## ACTIVITY
Output the entries below exactly, from the first line to the line holding "#[derive(Debug, Clone, PartialEq, Eq)]", both included.

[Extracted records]
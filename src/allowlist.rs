//! Protected senders and domains
//!
//! Allowlist entries override every cleanup rule. Sender fragments match as a
//! case-insensitive substring in either direction; domains match as an
//! `@domain` suffix. Blank entries are dropped when the allowlist is built so
//! they can never match every sender.

use crate::config::AllowlistConfig;

/// Which allowlist entry protected a sender
#[derive(Debug, Clone, PartialEq, Eq)]
pub enum AllowlistMatch {
    Sender(String),
    Domain(String),
}

/// Normalized, ready-to-match allowlist
#[derive(Debug, Clone, Default)]
pub struct Allowlist {
    /// Lowercased, non-empty sender fragments
    senders: Vec<String>,
    /// Lowercased `@domain` suffixes
    domain_suffixes: Vec<String>,
}

impl Allowlist {
    /// Create an empty allowlist
    pub fn new() -> Self {
        Self::default()
    }

    /// Build from configuration, normalizing case and skipping blank entries
    pub fn from_config(config: &AllowlistConfig) -> Self {
        let senders = config
            .senders
            .iter()
            .map(|s| s.trim().to_lowercase())
            .filter(|s| !s.is_empty())
            .collect();

        let domain_suffixes = config
            .domains
            .iter()
            .map(|d| d.trim().trim_start_matches('@').to_lowercase())
            .filter(|d| !d.is_empty())
            .map(|d| format!("@{}", d))
            .collect();

        Self {
            senders,
            domain_suffixes,
        }
    }

    /// Find the entry protecting this sender, if any
    pub fn find_match(&self, sender: &str) -> Option<AllowlistMatch> {
        let sender = sender.trim().to_lowercase();
        if sender.is_empty() {
            return None;
        }

        if let Some(fragment) = self
            .senders
            .iter()
            .find(|allowed| sender.contains(allowed.as_str()) || allowed.contains(&sender))
        {
            return Some(AllowlistMatch::Sender(fragment.clone()));
        }

        self.domain_suffixes
            .iter()
            .find(|suffix| sender.ends_with(suffix.as_str()))
            .map(|suffix| AllowlistMatch::Domain(suffix.trim_start_matches('@').to_string()))
    }

    /// Check if a sender is protected
    pub fn is_allowlisted(&self, sender: &str) -> bool {
        self.find_match(sender).is_some()
    }

    /// Get the number of usable entries
    pub fn len(&self) -> usize {
        self.senders.len() + self.domain_suffixes.len()
    }

    /// Check if there are no usable entries
    pub fn is_empty(&self) -> bool {
        self.len() == 0
    }
}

## OUTPUT BELOW
filename src/allowlist.rs
//! Protected senders and domains
//!
//! Allowlist entries override every cleanup rule. Sender fragments match as a
//! case-insensitive substring in either direction; domains match as an
//! `@domain` suffix. Blank entries are dropped when the allowlist is built so
//! they can never match every sender.

use crate::config::AllowlistConfig;

/// Which allowlist entry protected a sender
#[derive(Debug, Clone, PartialEq, Eq)]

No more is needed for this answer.